By name (__getitem__ with str)

Returns the raw numpy.ndarray for the column:

from tafra import Tafra
import numpy as np

t = Tafra({
    'x': np.array([1, 2, 3]),
    'y': np.array([4.0, 5.0, 6.0]),
    'name': np.array(['a', 'b', 'c']),
})

arr = t['x']
print(type(arr))
Output
<class 'numpy.ndarray'>

By integer index

Returns a single-row Tafra:

row = t[0]
print(row.rows)
Output
1

By slice

Returns a sliced Tafra:

first_two = t[0:2]
print(first_two.rows)
Output
2

By boolean array

Filters rows where the condition is True:

mask = t['x'] > 1
filtered = t[mask]
Output
Tafra with x=[2, 3], y=[5.0, 6.0], name=['b', 'c']

By list of column names

Returns a Tafra with only the listed columns (like select):

subset = t[['x', 'name']]
print(subset.columns)
Output
('x', 'name')

Setting Columns

Assign an array, list, or scalar to a column name. The value is validated for length and converted to an ndarray:

t['z'] = np.array([7, 8, 9])        # new column
t['x'] = np.array([10, 20, 30])     # overwrite existing column
t['flag'] = True                     # scalar broadcast to all rows

Dict-like Interface

keys(), values(), items()

print(t.keys())
print(t.values())
print(t.items())
Output
dict_keys(['x', 'y', 'name', 'z', 'flag'])
dict_values([array([10, 20, 30]), array([4., 5., 6.]), ...])
dict_items([('x', array([10, 20, 30])), ...])

get()

Returns the column array, or a default if the column does not exist:

arr = t.get('x')             # np.ndarray([10, 20, 30])
arr = t.get('missing', None) # None

Selecting Columns

select() returns a new Tafra with only the specified columns. This does not copy the underlying data -- call .copy() if you need independent arrays.

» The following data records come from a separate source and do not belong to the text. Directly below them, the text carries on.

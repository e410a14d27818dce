//! Grammar table: the ordered token rules the lexer tries at every position.
//!
//! Rules are kept sorted by descending priority; rules with equal priority
//! keep their declaration order. Multi-character operators and word aliases
//! sit above their single-character prefixes and above variable names so
//! that `===` never lexes as `==` `=` and `and` never lexes as a variable.

use regex::Regex;

use crate::ast::TokenKind;
use crate::error::RuleError;

/// One `(pattern, kind, priority)` entry.
#[derive(Debug, Clone)]
pub struct GrammarRule {
    pub kind: TokenKind,
    pub pattern: String,
    pub priority: i32,
    regex: Regex,
}

impl GrammarRule {
    fn new(kind: TokenKind, pattern: &str, priority: i32) -> Result<Self, RuleError> {
        // \A anchors the match to the lexer's current position
        let regex = Regex::new(&format!(r"\A(?:{})", pattern)).map_err(|e| {
            RuleError::InvalidPattern {
                kind: kind.name().to_string(),
                message: e.to_string(),
            }
        })?;
        Ok(GrammarRule {
            kind,
            pattern: pattern.to_string(),
            priority,
            regex,
        })
    }

    /// Length in bytes of the match starting at the beginning of `input`.
    fn match_len(&self, input: &str) -> Option<usize> {
        self.regex.find(input).map(|m| m.end()).filter(|len| *len > 0)
    }
}

#[derive(Debug, Clone, Default)]
pub struct Grammar {
    rules: Vec<GrammarRule>,
}

const JAVASCRIPT: &[(TokenKind, &str, i32)] = &[
    (TokenKind::Comment, r"//[^\r\n]*|#[^\r\n]*|/\*[\s\S]*?\*/", 150),
    (TokenKind::Newline, r"\r?\n", 145),
    (TokenKind::Space, r"[ \t\r]+", 140),
    (TokenKind::Method, r"\.\s*[a-zA-Z_]\w*\s*\(", 135),
    (TokenKind::Regex, r"/(?:\\.|[^\\/\r\n*])(?:\\.|[^\\/\r\n])*/[gimsuy]*", 130),
    (TokenKind::EqualStrict, r"===", 125),
    (TokenKind::NotEqualStrict, r"!==", 125),
    (TokenKind::Equal, r"==", 120),
    (TokenKind::NotEqual, r"!=|<>", 120),
    (TokenKind::LessEqual, r"<=", 120),
    (TokenKind::GreaterEqual, r">=", 120),
    (TokenKind::And, r"&&", 120),
    (TokenKind::Or, r"\|\|", 120),
    (TokenKind::NotEqual, r"is\s+not\b", 118),
    (TokenKind::Equal, r"is\b", 115),
    (TokenKind::In, r"in\b", 115),
    (TokenKind::And, r"and\b", 115),
    (TokenKind::Or, r"or\b", 115),
    (TokenKind::Boolean, r"(?:true|false)\b", 115),
    (TokenKind::Null, r"null\b", 115),
    (TokenKind::Undefined, r"undefined\b", 115),
    (TokenKind::Equal, r"=", 110),
    (TokenKind::LessThan, r"<", 110),
    (TokenKind::GreaterThan, r">", 110),
    (TokenKind::Function, r"[a-zA-Z_]\w*\s*\(", 105),
    (TokenKind::Float, r"-?\d+\.\d+", 100),
    (TokenKind::Integer, r"-?\d+", 95),
    (TokenKind::String, r#""(?:\\.|[^"\\])*"|'(?:\\.|[^'\\])*'"#, 90),
    (TokenKind::Variable, r"[a-zA-Z_]\w*", 85),
    (TokenKind::ParenOpen, r"\(", 80),
    (TokenKind::ParenClose, r"\)", 80),
    (TokenKind::BracketOpen, r"\[", 80),
    (TokenKind::BracketClose, r"\]", 80),
    (TokenKind::Comma, r",", 80),
];

impl Grammar {
    /// A table with no rules; every character lexes as unknown.
    pub fn empty() -> Self {
        Self::default()
    }

    /// The JavaScript-flavoured grammar rules are written in.
    pub fn javascript() -> Self {
        let mut grammar = Grammar::empty();
        for (kind, pattern, priority) in JAVASCRIPT {
            // Built-in patterns are known to compile
            if let Ok(rule) = GrammarRule::new(*kind, pattern, *priority) {
                grammar.insert(rule);
            }
        }
        grammar
    }

    /// Adds a rule. It is tried after every existing rule of the same priority.
    ///
    /// # Examples
    ///
    /// ```
    /// use rule_lang::{Grammar, TokenKind};
    ///
    /// let mut grammar = Grammar::javascript();
    /// grammar.register(TokenKind::Equal, r"equals\b", 116).unwrap();
    /// assert!(grammar.register(TokenKind::Equal, r"(", 10).is_err());
    /// ```
    pub fn register(
        &mut self,
        kind: TokenKind,
        pattern: &str,
        priority: i32,
    ) -> Result<(), RuleError> {
        let rule = GrammarRule::new(kind, pattern, priority)?;
        log::debug!("registered token {} /{}/ with priority {}", kind, pattern, priority);
        self.insert(rule);
        Ok(())
    }

    fn insert(&mut self, rule: GrammarRule) {
        let index = self.rules.partition_point(|r| r.priority >= rule.priority);
        self.rules.insert(index, rule);
    }

    /// Rules in the order they are tried
    pub fn rules(&self) -> &[GrammarRule] {
        &self.rules
    }

    /// First rule (by priority, then declaration order) matching at the start of `input`.
    pub fn match_at(&self, input: &str) -> Option<(TokenKind, usize)> {
        self.rules
            .iter()
            .find_map(|rule| rule.match_len(input).map(|len| (rule.kind, len)))
    }
}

sub = t.select(['x', 'y'])
print(sub.columns)
Output
('x', 'y')
# With copy
sub_copy = t.select(['x', 'y']).copy()

Updating from Another Tafra

update() merges columns from another Tafra into this one. Both must have the same row count. Returns a new Tafra.

other = Tafra({'w': np.array([100, 200, 300])})
t2 = t.update(other)
print('w' in t2.keys())
Output
True

Use update_inplace() for the in-place version:

t.update_inplace(other)

Updating Dtypes

update_dtypes() casts columns to new dtypes. Returns a new Tafra.

t2 = t.update_dtypes({'x': 'float64'})
print(t2['x'].dtype)
Output
float64

Use update_dtypes_inplace() for the in-place version:

t.update_dtypes_inplace({'x': 'float64'})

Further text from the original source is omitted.